Anorld Toynbee dit de lui qu’il a « conçu et formulé une philosophie de l’histoire qui est sans doute le plus grand travail qui ait jamais été créé par aucun esprit dans aucun temps et dans aucun pays ».
Ses fameuses citations :
« L’homme est fils de ses habitudes et de son milieu non fils de sa nature et de son mélange d’humeurs ».
« La richesse des nations « Oumam » réside dans ses personnes, contempleurs du travail, qui le maîtrisent et qui y excellent ».
« vérifier les faits investiguer les causes ».
« l’examen et la vérification des faits, l’investigation attentive des causes qui les ont produits, la connaissance profonde de la manière dont les événements se sont passés et dont ils ont pris naissance ».
« les empires ainsi que les hommes ont leur vie propre (....) Ils grandissent, ils arrivent à l’âge de maturité, puis ils commencent à décliner (....). En général, la durée de vie (des empires) ne dépasse pas trois générations (120 ans environ) . »
Ibnu Khaldoun nous enseigne non seulement qu’il n’y a pas de réponses simples dans ce domaine (les causes du déclin d’une société sont multiples), et qu’il est donc nécessaire de convoquer plusieurs niveaux de connaissance (psychologie, sociologie, économie, histoire,..) mais il nous enseigne surtout que si les connaissances contemporaines sont insuffisantes pour résoudre certaines questions fondamentales, il est dès lors indispensable de les critiquer et de s’en libérer, pour en penser de nouvelles.
Son œuvre
Ibnu Khaldoun a eu un impact sur la culture et la pensée arabe. Il a introduit la notion d’histoire cyclique fondée sur des facteurs profanes générés par l’affaiblissement naturel des générations sédentarisées, héritières des conquérants nomades, mais que la richesse et le mode de vie urbain entraînent un cycle inexorable de décadence.
Il se consacre à l’histoire et à la science politique, où le réalisme acquis dans ses activités administratives et militaires, lui permit d’analyser avec esprit critique les différentes traditions ou opinions recueillies.
Fort de son expérience politique et militaire il pratique la critique historique des faits relatés par les auteurs même de renommés qui l’ont précédé. Il critique par ailleurs l’école historique arabe dont les œuvres avaient tendance à se limiter aux généalogies des familles régnantes, et estimaient qu’une place aurait dû être faite au déroulement des faits sociaux expliquant la naissance, la durée et la disparition des différentes dynasties étudiées. Il fût à même d’appréhender les événements avec objectivité, car il était fort peu porté à moraliser (ce qui, a la vérité eût été un comble dans son cas).

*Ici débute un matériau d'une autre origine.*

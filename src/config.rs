use embassy_time::Duration;
use serde::{Deserialize, Serialize};

/// Longest gap between bytes of one frame before the frame is abandoned.
pub const STALE_AFTER: Duration = Duration::from_millis(75);

/// Quiet time on the line that marks the end of a frame.
pub const SILENCE_AFTER: Duration = Duration::from_millis(2);

/// Header sentinel written at offset 4 of the primary store.
pub const STORE_MAGIC: u16 = 0x451B;

/// Timing thresholds of the silence-delimited framing.
///
/// The defaults assume `poll()` runs at least every ~40 ms.
#[derive(Serialize, Deserialize, Debug, Clone, Copy, PartialEq, Eq)]
pub struct DecoderConfig {
    /// Milliseconds of silence, with bytes pending, after which the in-progress frame is dropped
    pub stale_after_ms: u32,
    /// Milliseconds of silence, with nothing pending, after which a frame is complete
    pub silence_after_ms: u32,
}

impl DecoderConfig {
    pub fn stale_after(&self) -> Duration {
        Duration::from_millis(self.stale_after_ms as u64)
    }

    pub fn silence_after(&self) -> Duration {
        Duration::from_millis(self.silence_after_ms as u64)
    }
}

impl Default for DecoderConfig {
    fn default() -> Self {
        Self {
            stale_after_ms: STALE_AFTER.as_millis() as u32,
            silence_after_ms: SILENCE_AFTER.as_millis() as u32,
        }
    }
}

#[derive(Serialize, Deserialize, Debug, Clone, Copy, PartialEq, Eq)]
pub struct StoreConfig {
    /// Sentinel identifying a formatted primary medium
    pub magic: u16,
}

impl Default for StoreConfig {
    fn default() -> Self {
        Self { magic: STORE_MAGIC }
    }
}
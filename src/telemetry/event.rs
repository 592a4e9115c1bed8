//! Flight events and their one-character wire codes.

use serde::{Deserialize, Serialize};

/// Mission phase transition reported in field 0 of every telemetry frame.
///
/// Ordered by mission phase. The ordering carries no numeric meaning on the
/// wire; it is only used as a dispatch key.
#[derive(Serialize, Deserialize, Debug, Clone, Copy, PartialEq, Eq, PartialOrd, Ord, Hash, Default)]
pub enum FlightEvent {
    #[default]
    None,
    EscapeEnabled,
    EscapeCommanded,
    Liftoff,
    MainEngineCutoff,
    SeparationCommanded,
    CoastStart,
    Apogee,
    CoastEnd,
    DrogueChutes,
    MainChutes,
    Touchdown,
    Safing,
    MissionEnd,
}

/// Wire code table (NanoRacks Feather Frame layout), in mission order.
///
/// Both the decoder and the dispatcher go through this table, so adding an
/// event is a one-line change.
pub const EVENT_CODES: [(u8, FlightEvent); FlightEvent::COUNT] = [
    (b'@', FlightEvent::None),
    (b'A', FlightEvent::EscapeEnabled),
    (b'B', FlightEvent::EscapeCommanded),
    (b'C', FlightEvent::Liftoff),
    (b'D', FlightEvent::MainEngineCutoff),
    (b'E', FlightEvent::SeparationCommanded),
    (b'F', FlightEvent::CoastStart),
    (b'G', FlightEvent::Apogee),
    (b'H', FlightEvent::CoastEnd),
    (b'I', FlightEvent::DrogueChutes),
    (b'J', FlightEvent::MainChutes),
    (b'K', FlightEvent::Touchdown),
    (b'L', FlightEvent::Safing),
    (b'M', FlightEvent::MissionEnd),
];

impl FlightEvent {
    /// Number of distinct events
    pub const COUNT: usize = 14;

    /// Look up the event for a wire code
    pub fn from_code(code: u8) -> Option<Self> {
        EVENT_CODES
            .iter()
            .find(|(c, _)| *c == code)
            .map(|(_, event)| *event)
    }

    /// Wire code of this event
    pub fn code(self) -> u8 {
        EVENT_CODES[self.index()].0
    }

    /// Position in mission order, usable as a table index
    pub const fn index(self) -> usize {
        self as usize
    }

    pub const fn label(self) -> &'static str {
        match self {
            Self::None => "none",
            Self::EscapeEnabled => "escape enabled",
            Self::EscapeCommanded => "escape commanded",
            Self::Liftoff => "liftoff",
            Self::MainEngineCutoff => "main engine cutoff",
            Self::SeparationCommanded => "separation commanded",
            Self::CoastStart => "coast start",
            Self::Apogee => "apogee",
            Self::CoastEnd => "coast end",
            Self::DrogueChutes => "drogue chutes",
            Self::MainChutes => "main chutes",
            Self::Touchdown => "touchdown",
            Self::Safing => "safing",
            Self::MissionEnd => "mission end",
        }
    }
}

impl core::fmt::Display for FlightEvent {
    fn fmt(&self, f: &mut core::fmt::Formatter<'_>) -> core::fmt::Result {
        f.write_str(self.label())
    }
}
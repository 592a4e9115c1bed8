//! Desktop replay tool for the flight computer core.
//!
//! Replays a captured telemetry file through the frame decoder on a simulated
//! millisecond clock, logs every dispatched flight event, and persists the
//! mission phase through a file-backed EEPROM image that overflows into an
//! append-only SD card log.
//!
//! # Capture format
//!
//! One frame per line, prefixed with the arrival time in milliseconds:
//!
//! ```text
//! # comment
//! 200 C,0.2,150000,149997,0,0,1200000,...
//! ```
//!
//! # Options
//!
//! | Flag            | Environment              | Default             |
//! |-----------------|--------------------------|---------------------|
//! | `--eeprom`      | `FLIGHT_SIM_EEPROM`      | `flight-sim.eeprom` |
//! | `--eeprom-size` | `FLIGHT_SIM_EEPROM_SIZE` | `1024`              |
//! | `--sd-log`      | `FLIGHT_SIM_SD_LOG`      | `flight-sim.sdlog`  |
//! | `--stale-ms`    | `FLIGHT_SIM_STALE_MS`    | `75`                |
//! | `--silence-ms`  | `FLIGHT_SIM_SILENCE_MS`  | `2`                 |

use std::cell::Cell;
use std::collections::VecDeque;
use std::fs::{self, File, OpenOptions};
use std::io::{self, ErrorKind, Write};
use std::path::PathBuf;

use clap::Parser;
use color_eyre::eyre::{Error, WrapErr, bail, eyre};
use log::{error, info, warn};
use serde::{Deserialize, Serialize};

use flight_computer::config::{DecoderConfig, SILENCE_AFTER, STALE_AFTER};
use flight_computer::io::{ByteSink, ByteSource, Clock};
use flight_computer::store::{BootOutcome, PersistentStore, PostcardCodec, PrimaryStorage};
use flight_computer::telemetry::{EVENT_CODES, FlightEvent, FrameDecoder, Reading};

// ---------------------------------------------------------------------------
// Persisted state
// ---------------------------------------------------------------------------

/// State kept across power cycles.
#[derive(Serialize, Deserialize, Debug, Clone, Copy, PartialEq, Eq, Default)]
struct MissionState {
    phase: FlightEvent,
    /// Frames confirmed when the phase was entered
    #[serde(with = "postcard::fixint::le")]
    frames: u32,
    /// Replay clock when the phase was entered
    #[serde(with = "postcard::fixint::le")]
    entered_ms: u32,
}

/// Phase variant index (1 byte) plus two fixed-width u32s
const MISSION_RECORD_SIZE: usize = 9;

type MissionCodec = PostcardCodec<MissionState, MISSION_RECORD_SIZE>;

// ---------------------------------------------------------------------------
// Simulated hardware
// ---------------------------------------------------------------------------

/// Replay clock, advanced by the replay loop.
#[derive(Default)]
struct SimClock {
    now: Cell<u32>,
}

impl SimClock {
    fn set(&self, ms: u32) {
        self.now.set(ms);
    }
}

impl Clock for SimClock {
    fn now_ms(&self) -> u32 {
        self.now.get()
    }
}

/// UART receive buffer filled from the capture file.
#[derive(Default)]
struct ReplaySource {
    pending: VecDeque<u8>,
}

impl ReplaySource {
    fn feed(&mut self, bytes: &[u8]) {
        self.pending.extend(bytes);
    }

    fn is_empty(&self) -> bool {
        self.pending.is_empty()
    }
}

impl ByteSource for ReplaySource {
    fn read_byte(&mut self) -> Option<u8> {
        self.pending.pop_front()
    }
}

/// EEPROM image mirrored to a file on every write.
struct FileEeprom {
    path: PathBuf,
    image: Vec<u8>,
}

impl FileEeprom {
    /// Load `path`, or start from an erased (0xFF) image of `size` bytes.
    fn open(path: PathBuf, size: usize) -> io::Result<Self> {
        let image = match fs::read(&path) {
            Ok(mut bytes) => {
                bytes.resize(size, 0xFF);
                bytes
            }
            Err(e) if e.kind() == ErrorKind::NotFound => vec![0xFF; size],
            Err(e) => return Err(e),
        };
        Ok(Self { path, image })
    }

    fn range(&self, offset: usize, len: usize) -> io::Result<std::ops::Range<usize>> {
        match offset.checked_add(len) {
            Some(end) if end <= self.image.len() => Ok(offset..end),
            _ => Err(io::Error::new(
                ErrorKind::InvalidInput,
                "access beyond the end of the EEPROM image",
            )),
        }
    }
}

impl PrimaryStorage for FileEeprom {
    type Error = io::Error;

    fn len(&self) -> usize {
        self.image.len()
    }

    fn read_at(&mut self, offset: usize, buf: &mut [u8]) -> io::Result<()> {
        let range = self.range(offset, buf.len())?;
        buf.copy_from_slice(&self.image[range]);
        Ok(())
    }

    fn write_at(&mut self, offset: usize, bytes: &[u8]) -> io::Result<()> {
        let range = self.range(offset, bytes.len())?;
        self.image[range].copy_from_slice(bytes);
        fs::write(&self.path, &self.image)
    }
}

/// SD card log opened in append mode.
struct AppendLog {
    file: File,
}

impl AppendLog {
    fn open(path: &PathBuf) -> io::Result<Self> {
        let file = OpenOptions::new().create(true).append(true).open(path)?;
        Ok(Self { file })
    }
}

impl ByteSink for AppendLog {
    type Error = io::Error;

    fn append(&mut self, bytes: &[u8]) -> io::Result<()> {
        self.file.write_all(bytes)?;
        self.file.sync_data()
    }
}

// ---------------------------------------------------------------------------
// Options
// ---------------------------------------------------------------------------

#[derive(Debug, Parser)]
#[clap(about = "Replay captured flight computer telemetry")]
struct Args {
    /// Capture file, one `<t_ms> <frame>` per line
    capture: PathBuf,

    /// EEPROM image, created erased if missing
    #[clap(long, env = "FLIGHT_SIM_EEPROM", default_value = "flight-sim.eeprom")]
    eeprom: PathBuf,

    /// EEPROM size in bytes
    #[clap(long, env = "FLIGHT_SIM_EEPROM_SIZE", default_value_t = 1024)]
    eeprom_size: usize,

    /// Append-only SD card log receiving flushed records
    #[clap(long, env = "FLIGHT_SIM_SD_LOG", default_value = "flight-sim.sdlog")]
    sd_log: PathBuf,

    /// Mid-frame gap after which a partial frame is dropped
    #[clap(long, env = "FLIGHT_SIM_STALE_MS", default_value_t = STALE_AFTER.as_millis() as u32)]
    stale_ms: u32,

    /// Quiet time that ends a frame
    #[clap(long, env = "FLIGHT_SIM_SILENCE_MS", default_value_t = SILENCE_AFTER.as_millis() as u32)]
    silence_ms: u32,
}

impl Args {
    fn decoder_config(&self) -> DecoderConfig {
        DecoderConfig {
            stale_after_ms: self.stale_ms,
            silence_after_ms: self.silence_ms,
        }
    }
}

// ---------------------------------------------------------------------------
// Replay
// ---------------------------------------------------------------------------

/// Parse capture lines into `(arrival_ms, frame_bytes)` pairs.
fn parse_capture(text: &str) -> Result<Vec<(u32, &[u8])>, Error> {
    let mut entries: Vec<(u32, &[u8])> = Vec::new();
    for (number, line) in text.lines().enumerate() {
        let line = line.trim();
        if line.is_empty() || line.starts_with('#') {
            continue;
        }

        let (time, frame) = line
            .split_once(' ')
            .ok_or_else(|| eyre!("line {}: expected `<t_ms> <frame>`", number + 1))?;
        let time: u32 = time
            .parse()
            .wrap_err_with(|| format!("line {}: bad timestamp {time:?}", number + 1))?;
        if entries.last().is_some_and(|&(last, _)| time < last) {
            bail!("line {}: timestamps go backwards", number + 1);
        }
        entries.push((time, frame.as_bytes()));
    }
    Ok(entries)
}

/// What a replay did.
#[derive(Debug, Default, PartialEq, Eq)]
struct ReplaySummary {
    frames_decoded: u32,
    frames_corrupted: u32,
    frames_stale: u32,
    /// Events dispatched, per event in wire code order
    dispatched: [u32; FlightEvent::COUNT],
    /// Records committed to the store
    commits: u32,
}

/// Poll once per simulated millisecond until `target`, skipping idle time.
fn replay_until(
    decoder: &mut FrameDecoder<'_, ReplaySource, &SimClock>,
    clock: &SimClock,
    target: u32,
) -> Vec<Reading> {
    let mut confirmed = Vec::new();
    loop {
        if let Some(reading) = decoder.poll() {
            confirmed.push(reading);
        }

        let now = clock.now_ms();
        if now >= target {
            return confirmed;
        }
        let busy = decoder.partial_frame().in_progress() || !decoder.source_mut().is_empty();
        clock.set(if busy { now + 1 } else { target });
    }
}

/// Feed `capture` through a decoder and persist every phase change.
fn replay<P, W>(
    capture: &[(u32, &[u8])],
    config: DecoderConfig,
    store: &mut PersistentStore<MissionCodec, P, W>,
) -> ReplaySummary
where
    P: PrimaryStorage,
    W: ByteSink,
{
    let counts: [Cell<u32>; FlightEvent::COUNT] = Default::default();
    let clock = SimClock::default();
    if let Some(&(first, _)) = capture.first() {
        clock.set(first);
    }

    let mut decoder = FrameDecoder::with_config(ReplaySource::default(), &clock, config);
    for (code, event) in EVENT_CODES {
        let counts = &counts;
        decoder
            .dispatcher_mut()
            .register(event, move |reading: &Reading| {
                let slot = &counts[event.index()];
                slot.set(slot.get() + 1);
                info!(
                    "[{}] {} at t={} altitude={}",
                    code as char, event, reading.elapsed, reading.altitude
                );
            });
    }

    let mut summary = ReplaySummary::default();
    let mut on_confirmed = |readings: Vec<Reading>, decoded: u32, now: u32| {
        for reading in readings {
            let Ok(current) = store.state() else {
                return;
            };
            if reading.event == current.phase {
                continue;
            }

            let next = MissionState {
                phase: reading.event,
                frames: decoded,
                entered_ms: now,
            };
            match store.set_state(next) {
                Ok(()) => summary.commits += 1,
                Err(e) => error!("failed to persist phase {}: {}", next.phase, e),
            }
        }
    };

    for &(time, frame) in capture {
        let readings = replay_until(&mut decoder, &clock, time);
        on_confirmed(readings, decoder.stats().frames_decoded, clock.now_ms());
        decoder.source_mut().feed(frame);
    }

    // let the last frame fall silent
    let tail = clock.now_ms().wrapping_add(config.stale_after_ms);
    let readings = replay_until(&mut decoder, &clock, tail);
    on_confirmed(readings, decoder.stats().frames_decoded, clock.now_ms());

    let stats = decoder.stats();
    summary.frames_decoded = stats.frames_decoded;
    summary.frames_corrupted = stats.frames_corrupted;
    summary.frames_stale = stats.frames_stale;
    drop(decoder);
    for (slot, count) in summary.dispatched.iter_mut().zip(&counts) {
        *slot = count.get();
    }
    summary
}

// ---------------------------------------------------------------------------
// Main
// ---------------------------------------------------------------------------

fn run(args: Args) -> Result<(), Error> {
    let text = fs::read_to_string(&args.capture)
        .wrap_err_with(|| format!("reading capture {}", args.capture.display()))?;
    let capture = parse_capture(&text)?;
    info!(
        "Replaying {} frames from {}",
        capture.len(),
        args.capture.display()
    );

    let eeprom = FileEeprom::open(args.eeprom.clone(), args.eeprom_size)
        .wrap_err_with(|| format!("opening EEPROM image {}", args.eeprom.display()))?;
    let sd_log = AppendLog::open(&args.sd_log)
        .wrap_err_with(|| format!("opening SD log {}", args.sd_log.display()))?;

    let mut store = PersistentStore::new(MissionCodec::new(), eeprom, sd_log)
        .map_err(|e| eyre!("EEPROM image unusable: {e}"))?;
    match store.initialize(MissionState::default()) {
        Ok(BootOutcome::Restored { write_count }) => info!(
            "Resuming from {:?} ({} records on EEPROM)",
            store.state().map(|s| s.phase),
            write_count
        ),
        Ok(BootOutcome::Fallback(reason)) => warn!("EEPROM rejected ({}), starting fresh", reason),
        Err(e) => bail!("cannot initialize EEPROM store: {e}"),
    }

    let summary = replay(&capture, args.decoder_config(), &mut store);

    for (code, event) in EVENT_CODES {
        let count = summary.dispatched[event.index()];
        if count > 0 {
            info!("  {} {:<22} x{}", code as char, event.label(), count);
        }
    }
    info!(
        "Decoded {} frames ({} corrupted, {} stale), {} state commits",
        summary.frames_decoded, summary.frames_corrupted, summary.frames_stale, summary.commits
    );
    if let Ok(state) = store.state() {
        info!("Final phase: {} (entered at {} ms)", state.phase, state.entered_ms);
    }
    Ok(())
}

fn main() -> Result<(), Error> {
    color_eyre::install()?;
    env_logger::init();

    let args = Args::parse();
    run(args)
}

La Muqaddima, œuvre principale d’Ibnu Khaldoun, retrace l’histoire de la civilisation maghrébine du 14ème siècle et témoigne de sa complexité, sur le plan des techniques, du savoir ou des formes de gouvernement. De son analyse émergent deux concepts fondamentaux : l’umran et l’assabyia. L’umran désigne les phénomènes humains, la civilisation, la société, tout ce qui caractérise les organisations humaines dans les aspects de leur vie matérielle.
« La vie sauvage, l’adoucissement des mœurs...les divers genres de supériorité que les peuples obtiennent sur les autres....les occupations auxquelles les hommes consacrent leurs travaux et leurs efforts ».
Mais l’umran est également désigné à travers les aspects sociaux, culturels et spirituels : « La religion, la cité, le domicile, la puissance, l’abaissement et l’accroissement de la population, sa diminution, les sciences et les arts (...) Enfin, tout ce que la nature des choses peut opérer dans le caractère de la société ».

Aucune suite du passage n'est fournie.